At the time it stopped all the food cravings, which used to be sugar and carbs. It had done this as well up until about a year or so ago when I quit smoking trying to improve my health again. Atkins was a Godsend! I gained only about 8 lbs. Throw in numerous health problems and countless surgeries i found myself back to food again. Only, what I've noticed is except for the binges that would include fruit, never was it potato chips, cake, candy etc like years ago.
After I was fully done with smoking, no cravings whatsoever, i still found myself wanting the food.I seemed to switch one habit for another. This one, the eating, has left me an emotional mess and reeling from losing control.
I had been walking several miles a day. It seemed to help, but didn't totally take the wanting to eat. It helps with the "using" up the energy I would put into eating. But, when home, like any other addict, it wakes up. I'm taking physical therapy currently for previous surgeries and pain has kept me from continuing to walk. I walked till it was impossible to keep going. I am hoping to get back to walking again soon.

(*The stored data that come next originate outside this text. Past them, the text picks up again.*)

//! Entity snapshots as delivered by the backend

use std::collections::HashMap;

use chrono::{DateTime, Utc};
use serde::{Deserialize, Serialize};

use crate::{attributes, STATE_UNKNOWN};

/// One state of an entity at a point in time
///
/// The state value is always a string (e.g., "on", "home", "23.5"); anything
/// richer lives in the attribute bag.
#[derive(Debug, Clone, Default, PartialEq, Serialize, Deserialize)]
pub struct EntityState {
    /// The state value. Empty for the synthetic "no previous state" snapshot.
    pub state: String,

    /// Additional attributes associated with the state
    #[serde(default)]
    pub attributes: HashMap<String, serde_json::Value>,

    /// When the state value last changed
    #[serde(default)]
    pub last_changed: DateTime<Utc>,

    /// When the state was last written, even if the value didn't change
    #[serde(default)]
    pub last_updated: DateTime<Utc>,
}

impl EntityState {
    /// Create a new state stamped with the current time
    pub fn new(state: impl Into<String>, attributes: HashMap<String, serde_json::Value>) -> Self {
        let now = Utc::now();
        Self {
            state: state.into(),
            attributes,
            last_changed: now,
            last_updated: now,
        }
    }

    /// The state used for entities the backend does not know about
    pub fn unknown() -> Self {
        Self::new(STATE_UNKNOWN, HashMap::new())
    }

    /// Create the state that follows this one, preserving `last_changed` if
    /// the value is the same
    pub fn with_update(
        &self,
        new_state: impl Into<String>,
        new_attributes: HashMap<String, serde_json::Value>,
    ) -> Self {
        let now = Utc::now();
        let new_state = new_state.into();
        let state_changed = self.state != new_state;

        Self {
            last_changed: if state_changed {
                now
            } else {
                self.last_changed
            },
            state: new_state,
            attributes: new_attributes,
            last_updated: now,
        }
    }

    /// True for the empty snapshot that stands in for "no previous state"
    pub fn is_empty(&self) -> bool {
        self.state.is_empty()
    }

    /// Check if the state value represents an unknown state
    pub fn is_unknown(&self) -> bool {
        self.state == STATE_UNKNOWN
    }

    /// Get an attribute value by key
    pub fn attribute<T: serde::de::DeserializeOwned>(&self, key: &str) -> Option<T> {
        self.attributes
            .get(key)
            .and_then(|v| serde_json::from_value(v.clone()).ok())
    }

    /// The tracker source type, if the entity reports one
    pub fn source_type(&self) -> Option<&str> {
        self.attributes
            .get(attributes::SOURCE_TYPE)
            .and_then(|v| v.as_str())
    }

    /// Whether this state comes from a coordinate-reporting tracker
    pub fn is_gps(&self) -> bool {
        self.source_type()
            .is_some_and(|s| s.eq_ignore_ascii_case(attributes::SOURCE_TYPE_GPS))
    }
}

/// An entity as seen by the daemon: its id plus the previous and current state
#[derive(Debug, Clone, PartialEq, Serialize, Deserialize)]
pub struct Entity {
    /// Entity id as reported by the backend
    pub id: String,

    /// Display name
    pub name: String,

    /// The state before the change. Empty on the first snapshot.
    #[serde(default)]
    pub old: EntityState,

    /// The current state
    pub new: EntityState,
}

impl Entity {
    /// Create an entity snapshot with a previous and a current state
    pub fn new(id: impl Into<String>, old: EntityState, new: EntityState) -> Self {
        let id = id.into();
        Self {
            name: id.clone(),
            id,
            old,
            new,
        }
    }

    /// Create an entity that has no previous state
    pub fn with_state(id: impl Into<String>, new: EntityState) -> Self {
        Self::new(id, EntityState::default(), new)
    }

    /// Placeholder for an id the backend has never reported
    pub fn unknown(id: impl Into<String>) -> Self {
        Self::with_state(id, EntityState::unknown())
    }

    /// Current state value
    pub fn state(&self) -> &str {
        &self.new.state
    }

    /// Current attributes
    pub fn attributes(&self) -> &HashMap<String, serde_json::Value> {
        &self.new.attributes
    }

    /// Whether the state value differs from the previous snapshot
    pub fn state_changed(&self) -> bool {
        self.old.state != self.new.state
    }
}
//! Events pushed by the backend

use serde::{Deserialize, Serialize};

use crate::{CallServiceEvent, Entity};

/// One message on the backend's event stream
#[derive(Debug, Clone, PartialEq, Serialize, Deserialize)]
#[serde(tag = "type", rename_all = "snake_case")]
pub enum HassEvent {
    /// An entity changed; carries both the previous and the new snapshot
    EntityChanged(Entity),
    /// Someone invoked a service on the backend
    ServiceInvoked(CallServiceEvent),
    /// The connection to the backend went up or down
    ConnectivityChanged { connected: bool },
}

impl HassEvent {
    /// Short name for log output
    pub fn kind(&self) -> &'static str {
        match self {
            HassEvent::EntityChanged(_) => "entity_changed",
            HassEvent::ServiceInvoked(_) => "service_invoked",
            HassEvent::ConnectivityChanged { .. } => "connectivity_changed",
        }
    }
}
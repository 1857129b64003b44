//! The backend collaborator seam

use std::collections::HashMap;

use tokio::sync::mpsc;

use crate::{Entity, HassEvent, Location};

/// Connection to the upstream smart-home backend
///
/// Implementations own the transport (connection, authentication,
/// reconnection) and a cache of current entity snapshots. The daemon only
/// talks to the backend through this trait.
pub trait HassClient: Send + Sync {
    /// Start connecting. Connectivity is reported on the event stream.
    fn start(&self, host: &str, ssl: bool, token: &str);

    /// Disconnect and stop reconnecting
    fn stop(&self);

    /// Hand over the event stream. Returns `None` once it has been taken.
    fn take_event_stream(&self) -> Option<mpsc::Receiver<HassEvent>>;

    /// Current snapshot of an entity, if the backend knows it
    fn get_entity(&self, entity_id: &str) -> Option<Entity>;

    /// Create or update an entity on the backend
    fn set_entity(&self, entity: &Entity) -> bool;

    /// Invoke a service (e.g., "turn_on") with string parameters
    fn call_service(&self, service: &str, data: HashMap<String, String>);

    /// Home location configured on the backend
    fn location(&self) -> Location;
}
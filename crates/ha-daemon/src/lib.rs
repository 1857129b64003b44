//! App daemon runtime
//!
//! Wires a backend ([`HassClient`](ha_core::HassClient)) to the event
//! dispatcher and manages the application lifecycle: every time the backend
//! connects, all configured applications are (re)loaded with a fresh
//! session; every time it disconnects, they are cancelled and all
//! subscriptions are dropped.
//!
//! Cancellation is hierarchical: the daemon owns the root token, each
//! session is a child of it, and applications derive their own tokens from
//! the session.

mod config;
mod daemon;
mod error;
mod helper;
mod lifecycle;

pub use config::{load_config, StartupConfig, HASSIO_TOKEN_VAR};
pub use daemon::ApplicationDaemon;
pub use error::{DaemonError, DaemonResult};
pub use helper::{SessionHelper, SharedClient};
pub use lifecycle::AppManager;
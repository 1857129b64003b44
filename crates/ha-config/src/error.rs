//! Configuration errors

use std::path::PathBuf;
use thiserror::Error;

pub type ConfigResult<T> = Result<T, ConfigError>;

/// Why a configuration file or value could not be used
#[derive(Debug, Error)]
pub enum ConfigError {
    #[error("cannot read {path}: {source}")]
    ReadFile {
        path: PathBuf,
        #[source]
        source: std::io::Error,
    },

    #[error("{path} is not valid YAML: {source}")]
    ParseYaml {
        path: PathBuf,
        #[source]
        source: serde_yaml::Error,
    },

    #[error("{path} is not valid JSON: {source}")]
    ParseJson {
        path: PathBuf,
        #[source]
        source: serde_json::Error,
    },

    /// `!secret` names a key missing from `secrets.yaml`
    #[error("no secret named '{key}'")]
    SecretNotFound { key: String },

    /// `!env_var` names an unset variable
    #[error("environment variable '{var}' is not set")]
    EnvVarNotFound { var: String },

    #[error("bad value for '{key}': {reason}")]
    InvalidValue { key: String, reason: String },
}
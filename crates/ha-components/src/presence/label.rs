//! Presence labels and device state translation

use ha_config::TrackingSettings;

/// Normalized "at home" device signal
pub const HOME: &str = "home";

/// Normalized "away" device signal
pub const NOT_HOME: &str = "not_home";

/// Map a raw device state onto `home`/`not_home`
///
/// `home`, `on` and `true` mean home; `not_home`, `off` and `false` mean
/// away (case-insensitive). Anything else, such as a zone name, is kept.
pub fn translate_state(raw: &str) -> String {
    match raw.to_lowercase().as_str() {
        "home" | "on" | "true" => HOME.to_string(),
        "not_home" | "off" | "false" => NOT_HOME.to_string(),
        _ => raw.to_string(),
    }
}

/// A person's presence
#[derive(Debug, Clone, PartialEq, Eq, Default)]
pub enum PresenceLabel {
    /// Not evaluated yet
    #[default]
    Unset,
    Home,
    Away,
    /// Arrived recently, debounce timer pending
    JustArrived,
    /// Left recently, debounce timer pending
    JustLeft,
    /// A raw aggregate that is neither home nor away (e.g. a zone)
    Other(String),
}

impl PresenceLabel {
    /// Label for an aggregate device signal
    pub fn from_aggregate(aggregate: &str) -> Self {
        match aggregate {
            HOME => PresenceLabel::Home,
            NOT_HOME => PresenceLabel::Away,
            other => PresenceLabel::Other(other.to_string()),
        }
    }

    /// Parse a configured starting label
    pub fn from_display(value: &str, settings: &TrackingSettings) -> Self {
        if value.is_empty() {
            PresenceLabel::Unset
        } else if value == settings.home_state {
            PresenceLabel::Home
        } else if value == settings.away_state {
            PresenceLabel::Away
        } else if value == settings.just_arrived_state {
            PresenceLabel::JustArrived
        } else if value == settings.just_left_state {
            PresenceLabel::JustLeft
        } else {
            PresenceLabel::Other(value.to_string())
        }
    }

    /// Text published as the presence entity's state
    pub fn display(&self, settings: &TrackingSettings) -> String {
        match self {
            PresenceLabel::Unset => String::new(),
            PresenceLabel::Home => settings.home_state.clone(),
            PresenceLabel::Away => settings.away_state.clone(),
            PresenceLabel::JustArrived => settings.just_arrived_state.clone(),
            PresenceLabel::JustLeft => settings.just_left_state.clone(),
            PresenceLabel::Other(value) => value.clone(),
        }
    }

    /// Whether a debounce timer belongs with this label
    pub fn is_transient(&self) -> bool {
        matches!(self, PresenceLabel::JustArrived | PresenceLabel::JustLeft)
    }
}

/// What started an aggregation run
#[derive(Debug, Clone, Copy, PartialEq, Eq)]
pub enum Trigger {
    /// A device reported a change
    Device,
    /// A debounce timer fired
    Timeout,
}

/// Next label for a person, given the previous one and the aggregate signal
///
/// Transient labels absorb device events until their timer fires. Leaving
/// home and arriving home go through a transient label first.
pub fn next_label(prior: &PresenceLabel, aggregate: &str, trigger: Trigger) -> PresenceLabel {
    let at_home = aggregate == HOME;

    match prior {
        PresenceLabel::Unset => PresenceLabel::from_aggregate(aggregate),
        label if label.is_transient() => match trigger {
            Trigger::Device => label.clone(),
            Trigger::Timeout => PresenceLabel::from_aggregate(aggregate),
        },
        PresenceLabel::Home if !at_home => PresenceLabel::JustLeft,
        label if *label != PresenceLabel::Home && at_home => PresenceLabel::JustArrived,
        _ => PresenceLabel::from_aggregate(aggregate),
    }
}

#[cfg(test)]
mod tests {
    use super::*;

    #[test]
    fn test_translate_state() {
        assert_eq!(translate_state("home"), HOME);
        assert_eq!(translate_state("ON"), HOME);
        assert_eq!(translate_state("True"), HOME);
        assert_eq!(translate_state("not_home"), NOT_HOME);
        assert_eq!(translate_state("off"), NOT_HOME);
        assert_eq!(translate_state("FALSE"), NOT_HOME);
        assert_eq!(translate_state("Work"), "Work");
    }

    #[test]
    fn test_first_evaluation_adopts_aggregate() {
        let unset = PresenceLabel::Unset;
        assert_eq!(
            next_label(&unset, HOME, Trigger::Device),
            PresenceLabel::Home
        );
        assert_eq!(
            next_label(&unset, NOT_HOME, Trigger::Device),
            PresenceLabel::Away
        );
        assert_eq!(
            next_label(&unset, "work", Trigger::Device),
            PresenceLabel::Other("work".into())
        );
    }

    #[test]
    fn test_leaving_and_arriving_are_debounced() {
        assert_eq!(
            next_label(&PresenceLabel::Home, NOT_HOME, Trigger::Device),
            PresenceLabel::JustLeft
        );
        assert_eq!(
            next_label(&PresenceLabel::Home, "work", Trigger::Device),
            PresenceLabel::JustLeft
        );
        assert_eq!(
            next_label(&PresenceLabel::Away, HOME, Trigger::Device),
            PresenceLabel::JustArrived
        );
        assert_eq!(
            next_label(&PresenceLabel::Other("work".into()), HOME, Trigger::Device),
            PresenceLabel::JustArrived
        );
    }

    #[test]
    fn test_transient_labels_hold_until_timeout() {
        for transient in [PresenceLabel::JustLeft, PresenceLabel::JustArrived] {
            assert_eq!(next_label(&transient, HOME, Trigger::Device), transient);
            assert_eq!(next_label(&transient, NOT_HOME, Trigger::Device), transient);
        }
        assert_eq!(
            next_label(&PresenceLabel::JustLeft, NOT_HOME, Trigger::Timeout),
            PresenceLabel::Away
        );
        assert_eq!(
            next_label(&PresenceLabel::JustLeft, HOME, Trigger::Timeout),
            PresenceLabel::Home
        );
        assert_eq!(
            next_label(&PresenceLabel::JustArrived, HOME, Trigger::Timeout),
            PresenceLabel::Home
        );
    }

    #[test]
    fn test_steady_states() {
        assert_eq!(
            next_label(&PresenceLabel::Home, HOME, Trigger::Device),
            PresenceLabel::Home
        );
        assert_eq!(
            next_label(&PresenceLabel::Away, NOT_HOME, Trigger::Device),
            PresenceLabel::Away
        );
        assert_eq!(
            next_label(&PresenceLabel::Away, "work", Trigger::Device),
            PresenceLabel::Other("work".into())
        );
    }

    #[test]
    fn test_display_round_trip_with_custom_labels() {
        let settings = TrackingSettings {
            home_state: "hemma".into(),
            away_state: "borta".into(),
            ..TrackingSettings::default()
        };

        assert_eq!(PresenceLabel::Home.display(&settings), "hemma");
        assert_eq!(
            PresenceLabel::from_display("borta", &settings),
            PresenceLabel::Away
        );
        assert_eq!(
            PresenceLabel::from_display("Just left", &settings),
            PresenceLabel::JustLeft
        );
        assert_eq!(
            PresenceLabel::from_display("", &settings),
            PresenceLabel::Unset
        );
        assert_eq!(
            PresenceLabel::from_display("Work", &settings),
            PresenceLabel::Other("Work".into())
        );
    }
}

What I have wondered is after years of success and feeling great, and saying i want it more than anything, how can i not kick this again, live clean from carbs and get back to not using food. Like tonight. I ate dinner, a very nice lc dinner. It was also more than enough to fill me up, normal serving, and yet i cant turn off the Rolodex in my mind thinking what is in the fridge that I can eat..wondering if i am in ketosis, if I'm not what would eating hurt anyway..talking to myself. Lol. Just being honest. Its the feeling of having an angel one side whispering to me that you can do this, your doing great, and then having the devil say come on, just a taste, or you've already messed up the day go ahead..make sense to anyone else?
Consoling, no. Haven't done it. I have begun reading several books on food and behavior. What I find helping the most is being honest with myself, putting it all in my journal here. Getting it out. I find myself going back and reading things and thinking things thru. Helps.
I just always remember hearing myself say I'd "give up anything, or do anything" to ever be "her" size, when i see someone walking down the street. But, we are given that chance, we know what to do and I was just trying to be honest with myself and admit to ME that apparently I wont "do anything" because I haven't been changing my "habits or behavior" and yet i keep saying i "want this" so badly.